WHAT THE EXERCISE ASKS: Show every line of the records below that contains the word "enveloped".
▽
//! # fb-broker
//!
//! The protocol-neutral entry point of the federation broker.
//!
//! A [`Dispatcher`] owns the configured protocol adapters and the correlation
//! store. The calling application asks it to start an exchange for a session
//! and, when the identity provider answers, to complete it. The application
//! never sees protocol-specific types: it gets an [`OutboundInstruction`]
//! to send and an [`Outcome`] to act on.
//!
//! # Architecture
//!
//! - [`adapter`] - The closed set of protocol adapters
//! - [`registry`] - Adapters keyed by protocol id, plus the default protocol
//! - [`config`] - The immutable configuration snapshot
//! - [`dispatcher`] - `initiate` / `complete` orchestration
//! - [`outcome`] - The uniform result handed to the caller
//! - [`error`] - Error types
//!
//! ## NIST 800-53 Rev5 Controls
//!
//! - IA-2: Identification and authentication through federated providers
//! - SC-23: Single-use correlation state per session and protocol
//! - AU-2: One audit event per initiation and completion
//!
//! [`OutboundInstruction`]: fb_protocol::OutboundInstruction

#![forbid(unsafe_code)]
#![warn(missing_docs)]

pub mod adapter;
pub mod config;
pub mod dispatcher;
pub mod error;
pub mod outcome;
pub mod registry;

pub use adapter::Adapter;
pub use config::{BrokerConfig, BrokerSection, TraceConfig};
pub use dispatcher::Dispatcher;
pub use error::{BrokerError, BrokerResult};
pub use outcome::Outcome;
pub use registry::ProtocolRegistry;
//! # fb-core
//!
//! Protocol-neutral building blocks for the federation broker.
//!
//! This crate provides the generic attribute model shared by every protocol
//! adapter, the error taxonomy used across the workspace, and the audit
//! events emitted for each authentication exchange.
//!
//! ## NIST 800-53 Rev5 Controls
//!
//! - AU-2: Exchange event logging
//! - SI-11: Error handling

#![forbid(unsafe_code)]
#![deny(missing_docs)]

pub mod attribute;
pub mod error;
pub mod event;

pub use attribute::{
    Attribute, AttributeKey, AttributeMap, AttributeMapping, AttributeUriTable, AttributeValue,
    DefaultAttribute, RawAttributes,
};
pub use error::{Error, ErrorCategory, Result};
pub use event::{EventOutcome, EventType, ExchangeEvent, ExchangeEventBuilder, ExchangeStatus};
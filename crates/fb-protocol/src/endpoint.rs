//! Return-address helpers.
//!
//! Adapters either take their response endpoint from configuration or
//! rebuild it from the origin of the request that started the exchange
//! (`scheme://host:port`) plus a configured path.

use crate::error::{ProtocolError, ProtocolResult};

/// Resolves the endpoint a response must be delivered to.
///
/// A configured absolute URL wins. Otherwise `origin` and `path` are joined.
pub fn resolve_endpoint(
    configured: Option<&str>,
    path: Option<&str>,
    origin: Option<&str>,
    what: &str,
) -> ProtocolResult<String> {
    if let Some(url) = configured {
        return Ok(url.to_string());
    }

    match (origin, path) {
        (Some(origin), Some(path)) => {
            let origin = origin.trim_end_matches('/');
            if path.starts_with('/') {
                Ok(format!("{origin}{path}"))
            } else {
                Ok(format!("{origin}/{path}"))
            }
        }
        (None, Some(_)) => Err(ProtocolError::Configuration(format!(
            "{what} path is configured but the request origin is unknown"
        ))),
        _ => Err(ProtocolError::Configuration(format!(
            "neither {what} URL nor {what} path is configured"
        ))),
    }
}

/// Returns `scheme://host:port` of a URL, with an explicit port.
#[must_use]
pub fn origin_of(url: &str) -> Option<String> {
    let parsed = url::Url::parse(url).ok()?;
    let host = parsed.host_str()?;
    let port = parsed.port_or_known_default()?;
    Some(format!("{}://{host}:{port}", parsed.scheme()))
}

/// Appends URL-encoded query parameters to a base URL.
#[must_use]
pub fn append_query(base: &str, params: &[(&str, &str)]) -> String {
    let mut url = base.to_string();
    let mut separator = if base.contains('?') { '&' } else { '?' };

    for (name, value) in params {
        url.push(separator);
        url.push_str(&urlencoding::encode(name));
        url.push('=');
        url.push_str(&urlencoding::encode(value));
        separator = '&';
    }

    url
}

/// Returns the URL without its query string and fragment.
#[must_use]
pub fn without_query(url: &str) -> &str {
    let end = url.find(['?', '#']).unwrap_or(url.len());
    &url[..end]
}

#[cfg(test)]
mod tests {
    use super::*;

    #[test]
    fn configured_url_wins() {
        let url = resolve_endpoint(
            Some("https://sp.example.com/acs"),
            Some("/other"),
            Some("https://ignored:443"),
            "ACS",
        )
        .unwrap();
        assert_eq!(url, "https://sp.example.com/acs");
    }

    #[test]
    fn path_is_joined_to_origin() {
        let url = resolve_endpoint(None, Some("saml/acs"), Some("https://sp.example.com:8443/"), "ACS")
            .unwrap();
        assert_eq!(url, "https://sp.example.com:8443/saml/acs");
    }

    #[test]
    fn missing_origin_is_configuration_error() {
        assert!(resolve_endpoint(None, Some("/acs"), None, "ACS").is_err());
        assert!(resolve_endpoint(None, None, Some("https://sp"), "ACS").is_err());
    }

    #[test]
    fn origin_has_explicit_port() {
        assert_eq!(
            origin_of("https://rp.example.com/login?next=1").as_deref(),
            Some("https://rp.example.com:443")
        );
        assert_eq!(
            origin_of("http://localhost:8080/x").as_deref(),
            Some("http://localhost:8080")
        );
        assert!(origin_of("not a url").is_none());
    }

    #[test]
    fn query_is_appended_and_encoded() {
        let url = append_query("https://op.example.com/auth", &[("a", "1 2"), ("b", "x&y")]);
        assert_eq!(url, "https://op.example.com/auth?a=1%202&b=x%26y");

        let url = append_query("https://sts.example.com/?tenant=t", &[("wa", "wsignin1.0")]);
        assert_eq!(url, "https://sts.example.com/?tenant=t&wa=wsignin1.0");
    }

    #[test]
    fn query_is_stripped() {
        assert_eq!(without_query("https://rp/return?x=1#f"), "https://rp/return");
        assert_eq!(without_query("https://rp/return"), "https://rp/return");
    }
}
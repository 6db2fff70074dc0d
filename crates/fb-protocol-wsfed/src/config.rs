//! WS-Federation adapter configuration.

use std::time::Duration;

use serde::{Deserialize, Serialize};

/// Security token service used to validate received tokens.
#[derive(Debug, Clone, Serialize, Deserialize)]
pub struct TokenServiceConfig {
    /// WS-Trust endpoint URL.
    pub endpoint: String,

    /// Timeout per call, in milliseconds.
    #[serde(default = "default_timeout_ms")]
    pub timeout_ms: u64,

    /// Whether received tokens are validated through the service.
    #[serde(default = "default_true")]
    pub validate_tokens: bool,
}

impl TokenServiceConfig {
    /// Creates a configuration for an endpoint.
    #[must_use]
    pub fn new(endpoint: impl Into<String>) -> Self {
        Self {
            endpoint: endpoint.into(),
            timeout_ms: default_timeout_ms(),
            validate_tokens: true,
        }
    }

    /// Returns the call timeout.
    #[must_use]
    pub const fn timeout(&self) -> Duration {
        Duration::from_millis(self.timeout_ms)
    }
}

/// WS-Federation relying party settings.
#[derive(Debug, Clone, Serialize, Deserialize)]
pub struct WsFedConfig {
    /// Passive requestor endpoint of the token service.
    pub sts_url: String,

    /// Realm of the broker (`wtrealm`). Also the expected token audience.
    pub realm: String,

    /// Absolute reply URL (`wreply`).
    pub reply_url: Option<String>,

    /// Reply path, joined to the request origin when `reply_url` is unset.
    pub reply_path: Option<String>,

    /// Home realm hint (`whr`).
    pub home_realm: Option<String>,

    /// Whether tokens must carry a signature.
    #[serde(default = "default_true")]
    pub require_signed_tokens: bool,

    /// Allowed clock difference with the token service, in seconds.
    #[serde(default = "default_clock_skew")]
    pub clock_skew_secs: u64,

    /// Active WS-Trust endpoint.
    pub token_service: Option<TokenServiceConfig>,
}

impl WsFedConfig {
    /// Creates a configuration with an absolute reply URL.
    #[must_use]
    pub fn new(
        sts_url: impl Into<String>,
        realm: impl Into<String>,
        reply_url: impl Into<String>,
    ) -> Self {
        Self {
            sts_url: sts_url.into(),
            realm: realm.into(),
            reply_url: Some(reply_url.into()),
            reply_path: None,
            home_realm: None,
            require_signed_tokens: true,
            clock_skew_secs: default_clock_skew(),
            token_service: None,
        }
    }

    /// Sets the token service.
    #[must_use]
    pub fn with_token_service(mut self, token_service: TokenServiceConfig) -> Self {
        self.token_service = Some(token_service);
        self
    }

    /// Returns the clock skew.
    #[must_use]
    pub const fn clock_skew(&self) -> Duration {
        Duration::from_secs(self.clock_skew_secs)
    }

    /// Returns the token service when token validation is enabled.
    #[must_use]
    pub fn validating_token_service(&self) -> Option<&TokenServiceConfig> {
        self.token_service.as_ref().filter(|ts| ts.validate_tokens)
    }

    /// Validates the configuration.
    pub fn validate(&self) -> Result<(), String> {
        url::Url::parse(&self.sts_url).map_err(|e| format!("ws-federation: invalid sts_url: {e}"))?;

        if self.realm.is_empty() {
            return Err("ws-federation: realm is required".into());
        }

        match (&self.reply_url, &self.reply_path) {
            (None, None) => return Err("ws-federation: reply_url or reply_path is required".into()),
            (Some(url), _) => {
                url::Url::parse(url)
                    .map_err(|e| format!("ws-federation: invalid reply_url: {e}"))?;
            }
            (None, Some(_)) => {}
        }

        if let Some(ts) = &self.token_service {
            url::Url::parse(&ts.endpoint)
                .map_err(|e| format!("ws-federation: invalid token_service.endpoint: {e}"))?;
            if ts.timeout_ms == 0 {
                return Err("ws-federation: token_service.timeout_ms must be positive".into());
            }
        }

        Ok(())
    }
}

fn default_true() -> bool {
    true
}

const fn default_clock_skew() -> u64 {
    300
}

const fn default_timeout_ms() -> u64 {
    5_000
}
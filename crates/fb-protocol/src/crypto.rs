//! Seams to the certificate/identity provider.
//!
//! Adapters never touch key material. Signature verification of inbound
//! assertions and signing of outbound requests are delegated to
//! implementations supplied by the hosting application.

use thiserror::Error;

/// Why a signature was not accepted.
#[derive(Debug, Clone, PartialEq, Eq, Error)]
pub enum VerificationError {
    /// The referenced element carries no signature.
    #[error("no signature over element {0}")]
    Missing(String),

    /// The signature does not verify.
    #[error("signature invalid: {0}")]
    Invalid(String),

    /// The signing key is not trusted for this issuer.
    #[error("untrusted signing key: {0}")]
    UntrustedKey(String),
}

/// Failure to produce a signature.
#[derive(Debug, Clone, PartialEq, Eq, Error)]
#[error("{0}")]
pub struct SigningError(pub String);

/// A detached signature over a redirect query string.
#[derive(Debug, Clone, PartialEq, Eq)]
pub struct QuerySignature {
    /// Signature algorithm URI.
    pub algorithm: String,
    /// Base64-encoded signature value.
    pub value: String,
}

/// Verifies enveloped XML signatures.
pub trait SignatureVerifier: Send + Sync {
    /// Verifies the signature over the element with ID `reference_id` in
    /// `document`, signed on behalf of `issuer`.
    fn verify(&self, document: &str, reference_id: &str, issuer: &str)
        -> Result<(), VerificationError>;
}

/// Signs outbound requests.
pub trait RequestSigner: Send + Sync {
    /// Returns an enveloped-signed copy of `document`, signing the element
    /// with ID `reference_id`.
    fn sign_xml(&self, document: &str, reference_id: &str) -> Result<String, SigningError>;

    /// Signs a redirect binding query string.
    ///
    /// `query` already contains the `SigAlg` parameter for
    /// [`RequestSigner::algorithm`].
    fn sign_query(&self, query: &str) -> Result<QuerySignature, SigningError>;

    /// Returns the signature algorithm URI used by this signer.
    fn algorithm(&self) -> &str;
}
//! OpenID indirect message parameters.

use std::collections::BTreeMap;

use chrono::{DateTime, Utc};

use crate::error::{OpenIdError, OpenIdResult};

/// OpenID Authentication 2.0 namespace.
pub const NS_OPENID_2: &str = "http://specs.openid.net/auth/2.0";

/// Identifier used when the OpenID provider selects the identity.
pub const IDENTIFIER_SELECT: &str = "http://specs.openid.net/auth/2.0/identifier_select";

/// User interface extension namespace.
pub const NS_UI: &str = "http://specs.openid.net/extensions/ui/1.0";

const PREFIX: &str = "openid.";

/// The `openid.*` parameters of one indirect message.
///
/// Keys are stored without the `openid.` prefix.
#[derive(Debug, Clone, Default, PartialEq, Eq)]
pub struct ParameterList {
    params: BTreeMap<String, String>,
}

impl ParameterList {
    /// Creates an empty list.
    #[must_use]
    pub fn new() -> Self {
        Self::default()
    }

    /// Collects the `openid.*` entries of a request parameter map.
    pub fn from_request<'a, I>(parameters: I) -> Self
    where
        I: IntoIterator<Item = (&'a String, &'a String)>,
    {
        let params = parameters
            .into_iter()
            .filter_map(|(name, value)| {
                name.strip_prefix(PREFIX)
                    .map(|key| (key.to_string(), value.clone()))
            })
            .collect();
        Self { params }
    }

    /// Sets a parameter.
    pub fn set(&mut self, key: impl Into<String>, value: impl Into<String>) {
        self.params.insert(key.into(), value.into());
    }

    /// Sets a parameter, builder style.
    #[must_use]
    pub fn with(mut self, key: impl Into<String>, value: impl Into<String>) -> Self {
        self.set(key, value);
        self
    }

    /// Returns a parameter by its name without the `openid.` prefix.
    #[must_use]
    pub fn get(&self, key: &str) -> Option<&str> {
        self.params.get(key).map(String::as_str)
    }

    /// Returns a parameter or [`OpenIdError::MissingParameter`].
    pub fn require(&self, key: &str) -> OpenIdResult<&str> {
        self.get(key)
            .filter(|v| !v.is_empty())
            .ok_or_else(|| OpenIdError::MissingParameter(format!("{PREFIX}{key}")))
    }

    /// Returns whether a parameter is present.
    #[must_use]
    pub fn contains(&self, key: &str) -> bool {
        self.params.contains_key(key)
    }

    /// Iterates over `(key, value)` pairs, keys without prefix.
    pub fn iter(&self) -> impl Iterator<Item = (&str, &str)> {
        self.params.iter().map(|(k, v)| (k.as_str(), v.as_str()))
    }

    /// Returns the field names listed in `openid.signed`.
    #[must_use]
    pub fn signed_fields(&self) -> Vec<&str> {
        self.get("signed")
            .map(|s| s.split(',').filter(|f| !f.is_empty()).collect())
            .unwrap_or_default()
    }

    /// Returns only the parameters covered by `openid.signed`.
    #[must_use]
    pub fn signed_only(&self) -> Self {
        let fields = self.signed_fields();
        let params = self
            .params
            .iter()
            .filter(|(k, _)| fields.contains(&k.as_str()))
            .map(|(k, v)| (k.clone(), v.clone()))
            .collect();
        Self { params }
    }

    /// Encodes the given fields in key-value form, in order.
    ///
    /// This is the signature base string of a positive assertion.
    pub fn key_value_form(&self, fields: &[&str]) -> OpenIdResult<String> {
        let mut out = String::new();
        for field in fields {
            let value = self
                .get(field)
                .ok_or_else(|| OpenIdError::MissingParameter(format!("{PREFIX}{field}")))?;
            if field.contains([':', '\n']) || value.contains('\n') {
                return Err(OpenIdError::invalid(
                    format!("{PREFIX}{field}"),
                    "not representable in key-value form",
                ));
            }
            out.push_str(field);
            out.push(':');
            out.push_str(value);
            out.push('\n');
        }
        Ok(out)
    }

    /// Returns the parameters as `openid.`-prefixed query pairs.
    #[must_use]
    pub fn to_query_pairs(&self) -> Vec<(String, String)> {
        self.params
            .iter()
            .map(|(k, v)| (format!("{PREFIX}{k}"), v.clone()))
            .collect()
    }
}

/// Parses the timestamp prefix of an `openid.response_nonce`.
///
/// The nonce starts with a UTC timestamp such as `2005-05-15T17:11:51Z`
/// followed by optional unique characters.
pub fn nonce_timestamp(nonce: &str) -> OpenIdResult<DateTime<Utc>> {
    let end = nonce
        .find('Z')
        .ok_or_else(|| OpenIdError::invalid("openid.response_nonce", "no timestamp"))?;

    DateTime::parse_from_rfc3339(&nonce[..=end])
        .map(|t| t.with_timezone(&Utc))
        .map_err(|e| OpenIdError::invalid("openid.response_nonce", e.to_string()))
}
△
RESULT OF THIS TASK:
/// Verifies enveloped XML signatures.
    /// Returns an enveloped-signed copy of `document`, signing the element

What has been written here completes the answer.